The rotor is the rotating part of a DC motor. In most motors, it includes the armature, commutator, and a shaft to transmit mechanical energy out.
The armature is the energy converting part of the motor. It is almost always constructed of coil of wire and its job is to convert electric energy into mechanical energy.
The commutator is part of the rotor, and its purpose is to supply the electrical energy from the brushes to the armature. In a DC motor, the commutator switches the direction of current through the armature as the rotor rotates, to ensure the rotor keeps rotating. If the current flow through the armature was always in the same direction, the armature would align itself so that the north pole of the magnetic field it generated was as close as possible to the south pole of the field coils or magnets (the same applies to the south pole of the armature and north pole of the field coils or magnets), and the rotor would be stuck in that position. The commutator is usually a ring that is broken in two locations – each half of the ring is connected to one end of the armature coil. Because of this structure, the commutator in a DC motor is sometimes referred to as a split ring commutator. When the rotor rotates far enough, the brushes break contact with the halves of the commutator they were in contact with, and make contact with the other halves, reversing the flow of current in the armature coil.
The law of magnetic poles states that like magnetic poles repel each other while unlike magnetic poles are attracted to each other.
Ferromagnetism is exhibited by materials such as iron, nickel, and cobalt that interact strongly with magnetic fields.
Paramagnetism is exhibited by materials such as aluminum and oxygen that interact weakly with magnetic fields.
Diamagnetism is a property of all materials that causes a material to be repelled by a magnetic field.
Domain theory says that within a ferromagnetic material, small pockets are formed within which the magnetic dipoles of most of the atoms are aligned in the same way. If the dipoles of most domains within a material are aligned, the material will produce a magnetic field. Over time, the domains have a natural tendency to shift out of their state of being mostly aligned.
Magnetic field lines are used to indicate the direction that a compass needle would point north, and provide a means to visualize the magnetic field within and around an object.

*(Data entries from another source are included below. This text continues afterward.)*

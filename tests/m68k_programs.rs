//! Whole-program tests: hand-assembled 68K code through `execute()`, the
//! disassembler walking the same bytes the interpreter consumed, snapshot
//! round-trips, and property tests for the flag and stack helpers.

use proptest::prelude::*;

use rezemu::m68k::{
    disassemble_one, BranchTargets, M68kEmulator, M68kRegisters, FLAG_C, FLAG_N, FLAG_V, FLAG_X,
    FLAG_Z,
};
use rezemu::{Emulator, MemoryContext};

fn words_to_bytes(words: &[u16]) -> Vec<u8> {
    let mut bytes = Vec::with_capacity(words.len() * 2);
    for w in words {
        bytes.extend_from_slice(&w.to_be_bytes());
    }
    bytes
}

fn emu_with_code(words: &[u16]) -> M68kEmulator {
    let mut mem = MemoryContext::new();
    mem.allocate_at(0x1000, 0x1000).unwrap();
    mem.allocate_at(0x8000, 0x2000).unwrap();
    mem.write(0x1000, &words_to_bytes(words)).unwrap();
    let mut emu = M68kEmulator::new(mem);
    emu.regs_mut().pc = 0x1000;
    emu.regs_mut().a[7] = 0x9000;
    emu
}

#[test]
fn disassembler_consumes_what_the_interpreter_executes() {
    // Straight-line code over a spread of addressing modes; every untaken
    // branch still consumes its displacement words.
    let program = [
        0x7001u16, // moveq #1, d0
        0x303C, 0x1234, // move.w #0x1234, d0
        0x2A7C, 0x0000, 0x9000, // movea.l #0x9000, a5
        0x2B40, 0x0010, // move.l d0, 0x10(a5)
        0x1B7C, 0x0042, 0x0020, // move.b #0x42, 0x20(a5)
        0x4A6D, 0x0012, // tst.w 0x12(a5): low word of the stored long

        0x6700, 0x0004, // beq.w (not taken: d0 is nonzero)
        0x203A, 0x0006, // move.l 0x6(pc), d0
        0xE548, // lsl.w #2, d0
        0x0640, 0x0001, // addi.w #1, d0
        0x0680, 0x0000, 0x0001, // addi.l #1, d0
        0x4E70, // reset
    ];
    let bytes = words_to_bytes(&program);
    let mut emu = emu_with_code(&program);

    let mut offset = 0usize;
    loop {
        let before = emu.regs().pc;
        emu.step().unwrap();
        let after = emu.regs().pc;
        let consumed = (after - before) as usize;

        let mut targets = BranchTargets::new();
        let (_, dasm_len) = disassemble_one(&bytes[offset..], before, &mut targets);
        assert_eq!(
            dasm_len, consumed,
            "disassembler and interpreter disagree at {before:#X}"
        );
        offset += consumed;
        if bytes[offset - consumed..offset].starts_with(&0x4E70u16.to_be_bytes()) {
            break;
        }
    }
    assert_eq!(offset, bytes.len());
}

#[test]
fn block_move_trap_copies_bytes() {
    // Exactly the Resource Manager BlockMove contract: A0 = src, A1 = dst,
    // D0 = byte count, success reported in D0.
    let mut mem = MemoryContext::new();
    mem.allocate_at(0x200, 0x200).unwrap();
    mem.allocate_at(0x1000, 0x100).unwrap();
    mem.write(0x200, &[0xDE, 0xAD, 0xBE, 0xEF]).unwrap();
    mem.write(0x1000, &words_to_bytes(&[0xA02E, 0x4E70])).unwrap();

    let mut emu = M68kEmulator::new(mem);
    emu.regs_mut().pc = 0x1000;
    emu.regs_mut().a[0] = 0x200;
    emu.regs_mut().a[1] = 0x300;
    emu.regs_mut().d[0] = 4;
    emu.set_syscall_handler(rezemu::decompress::make_shim_trap_handler(false));
    emu.execute().unwrap();

    assert_eq!(
        emu.mem().read(0x300, 4).unwrap(),
        vec![0xDE, 0xAD, 0xBE, 0xEF]
    );
    assert_eq!(emu.regs().d[0], 0);
}

#[test]
fn get_trap_address_stubs_are_cached_and_callable() {
    let program = [
        0x303Cu16, 0x0023, // move.w #0x23, d0
        0xA046, // GetTrapAddress
        0x2248, // movea.l a0, a1
        0x303C, 0x0023, // move.w #0x23, d0
        0xA046, // GetTrapAddress again
        0x4E90, // jsr (a0): stub runs its A-trap, then rts
        0x4E70, // reset
    ];
    let mut emu = emu_with_code(&program);
    emu.set_syscall_handler(rezemu::decompress::make_shim_trap_handler(false));
    emu.execute().unwrap();

    let stub = emu.regs().a[0];
    assert_eq!(stub, emu.regs().a[1], "second lookup must hit the cache");
    assert_ne!(stub, 0);
    assert_eq!(emu.mem().read_u16b(stub).unwrap(), 0xA023);
    assert_eq!(emu.mem().read_u16b(stub + 2).unwrap(), 0x4E75);
    // The skipped trap inside the stub reported success.
    assert_eq!(emu.regs().d[0], 0);
}

#[test]
fn state_export_import_resumes_execution() {
    let tmp = std::env::temp_dir().join("rezemu_resume_test.zip");
    let _ = std::fs::remove_file(&tmp);

    // moveq #5, d0 ; addq.l #2, d0 ; reset
    let mut emu = emu_with_code(&[0x7005, 0x5480, 0x4E70]);
    emu.step().unwrap();
    emu.export_state(&tmp).unwrap();

    let mut resumed = M68kEmulator::new(MemoryContext::new());
    resumed.import_state(&tmp).unwrap();
    assert_eq!(resumed.regs().d[0], 5);
    resumed.execute().unwrap();
    assert_eq!(resumed.regs().d[0], 7);
}

proptest! {
    #[test]
    fn add_flags_match_wide_model(l in any::<i32>(), r in any::<i32>(), w in prop::sample::select(vec![1u8, 2, 4])) {
        let mut regs = M68kRegisters::new();
        regs.set_ccr_flags_integer_add(l, r, w);

        let bits = u32::from(w) * 8;
        let mask: u128 = (1u128 << bits) - 1;
        let sign: u128 = 1u128 << (bits - 1);
        let lu = l as u32 as u128 & mask;
        let ru = r as u32 as u128 & mask;
        let sum = lu + ru;
        let masked = sum & mask;
        let c = sum > mask;
        let n = masked & sign != 0;
        let z = masked == 0;
        let ls = lu & sign != 0;
        let rs = ru & sign != 0;
        let v = ls == rs && (masked & sign != 0) != ls;

        prop_assert_eq!(regs.flag(FLAG_C), c);
        prop_assert_eq!(regs.flag(FLAG_X), c);
        prop_assert_eq!(regs.flag(FLAG_N), n);
        prop_assert_eq!(regs.flag(FLAG_Z), z);
        prop_assert_eq!(regs.flag(FLAG_V), v);
    }

    #[test]
    fn subtract_flags_match_wide_model(l in any::<i32>(), r in any::<i32>(), w in prop::sample::select(vec![1u8, 2, 4])) {
        let mut regs = M68kRegisters::new();
        regs.set_ccr_flags_integer_subtract(l, r, w);

        let bits = u32::from(w) * 8;
        let mask: u128 = (1u128 << bits) - 1;
        let sign: u128 = 1u128 << (bits - 1);
        let lu = l as u32 as u128 & mask;
        let ru = r as u32 as u128 & mask;
        let masked = lu.wrapping_sub(ru) & mask;
        let c = lu < ru;
        let n = masked & sign != 0;
        let z = masked == 0;
        let ls = lu & sign != 0;
        let rs = ru & sign != 0;
        let v = ls != rs && (masked & sign != 0) != ls;

        prop_assert_eq!(regs.flag(FLAG_C), c);
        prop_assert_eq!(regs.flag(FLAG_X), c);
        prop_assert_eq!(regs.flag(FLAG_N), n);
        prop_assert_eq!(regs.flag(FLAG_Z), z);
        prop_assert_eq!(regs.flag(FLAG_V), v);
    }

    #[test]
    fn stack_push_pop_round_trips(v in any::<u32>()) {
        let mut mem = MemoryContext::new();
        mem.allocate_at(0x4000, 0x1000).unwrap();
        let mut regs = M68kRegisters::new();
        regs.a[7] = 0x4800;

        regs.push_u32(&mut mem, v).unwrap();
        prop_assert_eq!(regs.pop_u32(&mem).unwrap(), v);
        prop_assert_eq!(regs.a[7], 0x4800);

        regs.push_u16(&mut mem, v as u16).unwrap();
        prop_assert_eq!(regs.pop_u16(&mem).unwrap(), v as u16);
        prop_assert_eq!(regs.a[7], 0x4800);

        regs.push_u8(&mut mem, v as u8).unwrap();
        prop_assert_eq!(regs.pop_u8(&mem).unwrap(), v as u8);
        prop_assert_eq!(regs.a[7], 0x4800);
    }

    #[test]
    fn memory_write_read_bijection(offset in 0u32..0x800, data in prop::collection::vec(any::<u8>(), 1..128)) {
        let mut mem = MemoryContext::new();
        mem.allocate_at(0x10000, 0x1000).unwrap();
        let addr = 0x10000 + offset;
        mem.write(addr, &data).unwrap();
        prop_assert_eq!(mem.read(addr, data.len()).unwrap(), data);
    }
}
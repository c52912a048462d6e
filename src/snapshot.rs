//! Emulator state import/export.
//!
//! One zip archive per state: `state.json` describes the snapshot (magic,
//! version, architecture, cycle count, region table, symbols), `registers.bin`
//! carries the register file in a fixed big-endian layout, and each region's
//! logical bytes land in their own `region_<BASE>.bin` member. The format is
//! stable within a version; a magic or version mismatch refuses to load.

use std::collections::HashMap;
use std::fs::File;
use std::io::{Read, Write};
use std::path::Path;

use serde::{Deserialize, Serialize};
use zip::read::ZipArchive;
use zip::write::FileOptions;
use zip::{CompressionMethod, ZipWriter};

use crate::m68k::M68kRegisters;
use crate::mem::MemoryContext;
use crate::{EmuError, Result};

pub const STATE_MAGIC: &str = "rezemu.state";
pub const STATE_VERSION: u32 = 1;

/// `registers.bin` layout: sixteen 32-bit registers, PC, then SR.
pub const M68K_REGISTER_BYTES: usize = 8 * 4 + 8 * 4 + 4 + 2;

#[derive(Debug, Clone, Serialize, Deserialize)]
pub struct RegionInfo {
    pub base: u32,
    pub len: u32,
}

#[derive(Debug, Clone, Serialize, Deserialize)]
pub struct StateMetadata {
    pub magic: String,
    pub version: u32,
    pub arch: String,
    pub cycle_count: u64,
    pub regions: Vec<RegionInfo>,
    #[serde(default)]
    pub symbols: HashMap<String, u32>,
    #[serde(default)]
    pub strict_memory: bool,
}

pub struct M68kStateLoad {
    pub regs: M68kRegisters,
    pub mem: MemoryContext,
    pub cycles: u64,
}

pub fn pack_m68k_registers(regs: &M68kRegisters) -> Vec<u8> {
    let mut buf = Vec::with_capacity(M68K_REGISTER_BYTES);
    for v in regs.d.iter().chain(regs.a.iter()) {
        buf.extend_from_slice(&v.to_be_bytes());
    }
    buf.extend_from_slice(&regs.pc.to_be_bytes());
    buf.extend_from_slice(&regs.sr.to_be_bytes());
    buf
}

pub fn unpack_m68k_registers(payload: &[u8]) -> Result<M68kRegisters> {
    if payload.len() != M68K_REGISTER_BYTES {
        return Err(EmuError::InvalidState(format!(
            "registers.bin length mismatch (expected {M68K_REGISTER_BYTES}, got {})",
            payload.len()
        )));
    }
    let mut regs = M68kRegisters::new();
    let mut off = 0usize;
    let mut take_u32 = |off: &mut usize| {
        let v = u32::from_be_bytes([
            payload[*off],
            payload[*off + 1],
            payload[*off + 2],
            payload[*off + 3],
        ]);
        *off += 4;
        v
    };
    for i in 0..8 {
        regs.d[i] = take_u32(&mut off);
    }
    for i in 0..8 {
        regs.a[i] = take_u32(&mut off);
    }
    regs.pc = take_u32(&mut off);
    regs.sr = u16::from_be_bytes([payload[off], payload[off + 1]]);
    Ok(regs)
}

pub fn save_m68k_state(
    path: &Path,
    regs: &M68kRegisters,
    mem: &MemoryContext,
    cycles: u64,
) -> Result<()> {
    let file = File::create(path)?;
    let mut zip = ZipWriter::new(file);
    let options = FileOptions::default().compression_method(CompressionMethod::Deflated);

    let meta = StateMetadata {
        magic: STATE_MAGIC.to_string(),
        version: STATE_VERSION,
        arch: "m68k".to_string(),
        cycle_count: cycles,
        regions: mem
            .region_iter()
            .map(|(base, len, _)| RegionInfo { base, len })
            .collect(),
        symbols: mem.symbols().map(|(k, v)| (k.to_string(), v)).collect(),
        strict_memory: mem.strict(),
    };

    zip.start_file("state.json", options)?;
    zip.write_all(&serde_json::to_vec_pretty(&meta)?)?;

    zip.start_file("registers.bin", options)?;
    zip.write_all(&pack_m68k_registers(regs))?;

    for (base, _, bytes) in mem.region_iter() {
        zip.start_file(format!("region_{base:08X}.bin"), options)?;
        zip.write_all(bytes)?;
    }

    zip.finish()?;
    Ok(())
}

pub fn load_m68k_state(path: &Path) -> Result<M68kStateLoad> {
    let file = File::open(path)?;
    let mut archive = ZipArchive::new(file)?;

    let meta: StateMetadata = {
        let mut buf = Vec::new();
        let mut member = archive
            .by_name("state.json")
            .map_err(|e| EmuError::InvalidState(format!("state.json missing: {e}")))?;
        member.read_to_end(&mut buf)?;
        serde_json::from_slice(&buf)?
    };
    if meta.magic != STATE_MAGIC || meta.version != STATE_VERSION {
        return Err(EmuError::InvalidState(
            "state magic/version mismatch".to_string(),
        ));
    }
    if meta.arch != "m68k" {
        return Err(EmuError::InvalidState(format!(
            "state holds a {} register file",
            meta.arch
        )));
    }

    let regs = {
        let mut buf = Vec::new();
        let mut member = archive
            .by_name("registers.bin")
            .map_err(|e| EmuError::InvalidState(format!("registers.bin missing: {e}")))?;
        member.read_to_end(&mut buf)?;
        unpack_m68k_registers(&buf)?
    };

    let mut mem = MemoryContext::new();
    mem.set_strict(meta.strict_memory);
    for region in &meta.regions {
        mem.allocate_at(region.base, region.len)?;
        let mut buf = Vec::new();
        let name = format!("region_{:08X}.bin", region.base);
        let mut member = archive
            .by_name(&name)
            .map_err(|e| EmuError::InvalidState(format!("{name} missing: {e}")))?;
        member.read_to_end(&mut buf)?;
        if buf.len() != region.len as usize {
            return Err(EmuError::InvalidState(format!(
                "{name} length mismatch (expected {}, got {})",
                region.len,
                buf.len()
            )));
        }
        mem.write(region.base, &buf)?;
    }
    for (name, addr) in &meta.symbols {
        mem.set_symbol_addr(name, *addr);
    }

    Ok(M68kStateLoad {
        regs,
        mem,
        cycles: meta.cycle_count,
    })
}
impl CompressedResourceHeader {
    pub const MAGIC: u32 = 0xA89F_6572;
    /// Fixed fields plus the version-specific tail.
    pub const SIZE: usize = 18;

    /// Parse the header. `Ok(None)` means the magic is absent: the resource
    /// only pretends to be compressed and must be passed through untouched.
    pub fn parse(data: &[u8]) -> DecompressResult<Option<Self>> {
        if data.len() < Self::SIZE {
            return Err(DecompressError::HeaderInvalid(
                "resource marked as compressed but is too small".to_string(),
            ));
        }
        let magic = u32::from_be_bytes([data[0], data[1], data[2], data[3]]);
        if magic != Self::MAGIC {
            return Ok(None);
        }
        let header_version = u16::from_be_bytes([data[4], data[5]]);
        let attributes = u16::from_be_bytes([data[6], data[7]]);
        let decompressed_size = u32::from_be_bytes([data[8], data[9], data[10], data[11]]);
        if attributes & 0x0001 == 0 {
            return Err(DecompressError::HeaderInvalid(
                "compression attribute is not set".to_string(),
            ));
        }
        let header = match header_version {
            8 => Self {
                magic,
                header_version,
                attributes,
                decompressed_size,
                working_buffer_fractional_size: data[12],
                expansion_buffer_size: data[13],
                dcmp_resource_id: i16::from_be_bytes([data[14], data[15]]),
                output_extra_bytes: u16::from_be_bytes([data[16], data[17]]),
            },
            9 => Self {
                magic,
                header_version,
                attributes,
                decompressed_size,
                dcmp_resource_id: i16::from_be_bytes([data[12], data[13]]),
                output_extra_bytes: u16::from_be_bytes([data[14], data[15]]),
                working_buffer_fractional_size: 0,
                expansion_buffer_size: 0,
            },
            v => {
                return Err(DecompressError::HeaderInvalid(format!(
                    "header version {v} is not 8 or 9"
                )))
            }
        };
        Ok(Some(header))
    }

    /// Serialize, for building test fixtures and forwarding v9 headers to
    /// guests that read their own copy out of the input region.
    pub fn to_bytes(&self) -> [u8; Self::SIZE] {
        let mut out = [0u8; Self::SIZE];
        out[0..4].copy_from_slice(&self.magic.to_be_bytes());
        out[4..6].copy_from_slice(&self.header_version.to_be_bytes());
        out[6..8].copy_from_slice(&self.attributes.to_be_bytes());
        out[8..12].copy_from_slice(&self.decompressed_size.to_be_bytes());
        if self.header_version == 8 {
            out[12] = self.working_buffer_fractional_size;
            out[13] = self.expansion_buffer_size;
            out[14..16].copy_from_slice(&self.dcmp_resource_id.to_be_bytes());
            out[16..18].copy_from_slice(&self.output_extra_bytes.to_be_bytes());
        } else {
            out[12..14].copy_from_slice(&self.dcmp_resource_id.to_be_bytes());
            out[14..16].copy_from_slice(&self.output_extra_bytes.to_be_bytes());
        }
        out
    }
}

/// 68K decompressor activation frame, placed at the top of the stack with
/// `A7` pointing at its base. One layout definition for writer and tests.
pub mod m68k_frame {
    pub const RETURN_ADDR: u32 = 0x00;
    pub const ARG0: u32 = 0x04;
    pub const ARG1: u32 = 0x08;
    pub const ARG2: u32 = 0x0C;
    pub const ARG3: u32 = 0x10;
    pub const RESET_OPCODE: u32 = 0x14;
    pub const UNUSED: u32 = 0x16;
    pub const SIZE: u32 = 0x18;
}
//! CPU emulator toolkit for classic Mac OS resource decompression.
//!
//! The crate is built around three pieces: a sparse 32-bit virtual address
//! space ([`MemoryContext`]), a user-mode Motorola 68000 interpreter
//! ([`m68k::M68kEmulator`]) with a matching disassembler, and a shim
//! ([`decompress::decompress_resource`]) that runs `dcmp`/`ncmp` resource
//! decompressors as guest programs with the activation frame the classic
//! Resource Manager would have built for them.
//!
//! PowerPC execution and PEF loading are external collaborators; [`ppc32`]
//! and [`pef`] define the interfaces the shim drives them through.

pub mod decompress;
pub mod interrupt;
pub mod mem;
pub mod m68k;
pub mod pef;
pub mod ppc32;
pub mod snapshot;

use std::path::Path;

use thiserror::Error;

pub use interrupt::InterruptManager;
pub use mem::{MemoryContext, MemoryError};
pub use m68k::{M68kEmulator, M68kRegisters};

pub type Result<T> = std::result::Result<T, EmuError>;

/// Everything that can go wrong while decoding or executing guest code.
///
/// `Terminated` is a control-flow sentinel, not a failure: syscall handlers
/// return it to stop the interpreter loop, and `execute()` maps it to `Ok`.
#[derive(Debug, Error)]
pub enum EmuError {
    #[error(transparent)]
    Memory(#[from] MemoryError),
    #[error("unimplemented opcode {opcode:#06X} at {pc:#010X}")]
    UnimplementedOpcode { pc: u32, opcode: u16 },
    #[error("invalid addressing mode {mode}:{reg} at {pc:#010X}")]
    InvalidAddressingMode { pc: u32, mode: u8, reg: u8 },
    #[error("invalid extension word {ext:#06X} at {pc:#010X}")]
    InvalidExtensionWord { pc: u32, ext: u16 },
    #[error("privilege violation at {pc:#010X}")]
    PrivilegeViolation { pc: u32 },
    #[error("division by zero at {pc:#010X}")]
    DivideByZero { pc: u32 },
    #[error("CHK violation at {pc:#010X} (value {value:#X})")]
    ChkViolation { pc: u32, value: i32 },
    #[error("unaligned access to {addr:#010X} at {pc:#010X}")]
    UnalignedAccess { pc: u32, addr: u32 },
    #[error("unimplemented trap {opcode:#06X} at {pc:#010X}")]
    UnimplementedTrap { pc: u32, opcode: u16 },
    #[error("syscall handler failed: {0}")]
    HostHandler(String),
    #[error("cycle limit of {0} reached")]
    CycleLimit(u64),
    #[error("emulation terminated")]
    Terminated,
    #[error("io error: {0}")]
    Io(#[from] std::io::Error),
    #[error("zip error: {0}")]
    Zip(#[from] zip::result::ZipError),
    #[error("serialize error: {0}")]
    Serde(#[from] serde_json::Error),
    #[error("state error: {0}")]
    InvalidState(String),
}

/// The capability set shared by all architecture engines.
///
/// The engines deliberately share no implementation; call sites that are
/// generic over the architecture dispatch through this trait. Syscall and
/// debug hooks are inherent methods on each engine because their argument
/// shapes differ per architecture.
pub trait Emulator {
    type Registers;

    fn registers(&mut self) -> &mut Self::Registers;
    fn memory(&mut self) -> &mut MemoryContext;
    fn execute(&mut self) -> Result<()>;
    fn export_state(&self, path: &Path) -> Result<()>;
    fn import_state(&mut self, path: &Path) -> Result<()>;
}
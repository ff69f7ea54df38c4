//! Response types for the aguinaldo API.
//!
//! This module defines the error response structures and error handling
//! for the HTTP API.

use std::collections::BTreeMap;

use axum::{
    http::{header, StatusCode},
    response::{IntoResponse, Response},
    Json,
};
use serde::{Deserialize, Serialize};

use crate::error::EngineError;
use crate::models::FieldErrors;

/// API error response structure.
#[derive(Debug, Clone, Serialize, Deserialize)]
pub struct ApiError {
    /// Error code for programmatic handling.
    pub code: String,
    /// Human-readable error message.
    pub message: String,
    /// Optional details about the error.
    #[serde(skip_serializing_if = "Option::is_none")]
    pub details: Option<String>,
    /// Per-field validation messages, keyed by field name.
    #[serde(default, skip_serializing_if = "Option::is_none")]
    pub field_errors: Option<BTreeMap<String, String>>,
}

impl ApiError {
    /// Creates a new API error.
    pub fn new(code: impl Into<String>, message: impl Into<String>) -> Self {
        Self {
            code: code.into(),
            message: message.into(),
            details: None,
            field_errors: None,
        }
    }

    /// Creates a new API error with details.
    pub fn with_details(
        code: impl Into<String>,
        message: impl Into<String>,
        details: impl Into<String>,
    ) -> Self {
        Self {
            details: Some(details.into()),
            ..Self::new(code, message)
        }
    }

    /// Creates a validation error response carrying every field message.
    pub fn validation_error(errors: &FieldErrors) -> Self {
        Self {
            field_errors: Some(errors.to_messages()),
            ..Self::new("VALIDATION_ERROR", "One or more fields are invalid")
        }
    }

    /// Creates a malformed JSON error response.
    pub fn malformed_json(message: impl Into<String>) -> Self {
        Self::new("MALFORMED_JSON", message)
    }
}

/// API error with HTTP status code.
pub struct ApiErrorResponse {
    /// The HTTP status code.
    pub status: StatusCode,
    /// The error body.
    pub error: ApiError,
}

impl IntoResponse for ApiErrorResponse {
    fn into_response(self) -> Response {
        (
            self.status,
            [(header::CONTENT_TYPE, "application/json")],
            Json(self.error),
        )
            .into_response()
    }
}

impl From<EngineError> for ApiErrorResponse {
    fn from(error: EngineError) -> Self {
        match error {
            EngineError::Validation { errors } => ApiErrorResponse {
                status: StatusCode::UNPROCESSABLE_ENTITY,
                error: ApiError::validation_error(&errors),
            },
            EngineError::ConfigNotFound { path } => ApiErrorResponse {
                status: StatusCode::INTERNAL_SERVER_ERROR,
                error: ApiError::with_details(
                    "CONFIG_ERROR",
                    "Configuration error",
                    format!("Configuration file not found: {}", path),
                ),
            },
            EngineError::ConfigParseError { path, message } => ApiErrorResponse {
                status: StatusCode::INTERNAL_SERVER_ERROR,
                error: ApiError::with_details(
                    "CONFIG_ERROR",
                    "Configuration parse error",
                    format!("Failed to parse {}: {}", path, message),
                ),
            },
            EngineError::PreferenceWriteError { path, message } => ApiErrorResponse {
                status: StatusCode::INTERNAL_SERVER_ERROR,
                error: ApiError::with_details(
                    "PREFERENCE_ERROR",
                    "Preferences could not be saved",
                    format!("Failed to write {}: {}", path, message),
                ),
            },
        }
    }
}

/// Response body for the `/validate` endpoint.
#[derive(Debug, Clone, Serialize, Deserialize)]
pub struct ValidationResponse {
    /// Whether every field passed.
    pub valid: bool,
    /// Per-field messages; empty when valid.
    pub field_errors: BTreeMap<String, String>,
}

impl From<Result<(), FieldErrors>> for ValidationResponse {
    fn from(result: Result<(), FieldErrors>) -> Self {
        match result {
            Ok(()) => Self {
                valid: true,
                field_errors: BTreeMap::new(),
            },
            Err(errors) => Self {
                valid: false,
                field_errors: errors.to_messages(),
            },
        }
    }
}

The right hand rule for straight conductors says that if we point our thumb in the direction of the current flow, our fingers will wrap around the wire showing the direction of the magnetic field lines.
The right hand rule for solenoids says that if we wrap our fingers around the solenoid in the direction of current flow, our thumb will point to the north pole of the solenoid.
The motor principle tells us that a current carrying conductor in an external magnetic field will experience a force perpendicular to both the direction of current flow and the direction of the magnetic field. Fleming’s left hand rule and the right hand rule for motors provide an easy ways to remember what the direction of the force on the conductor will be.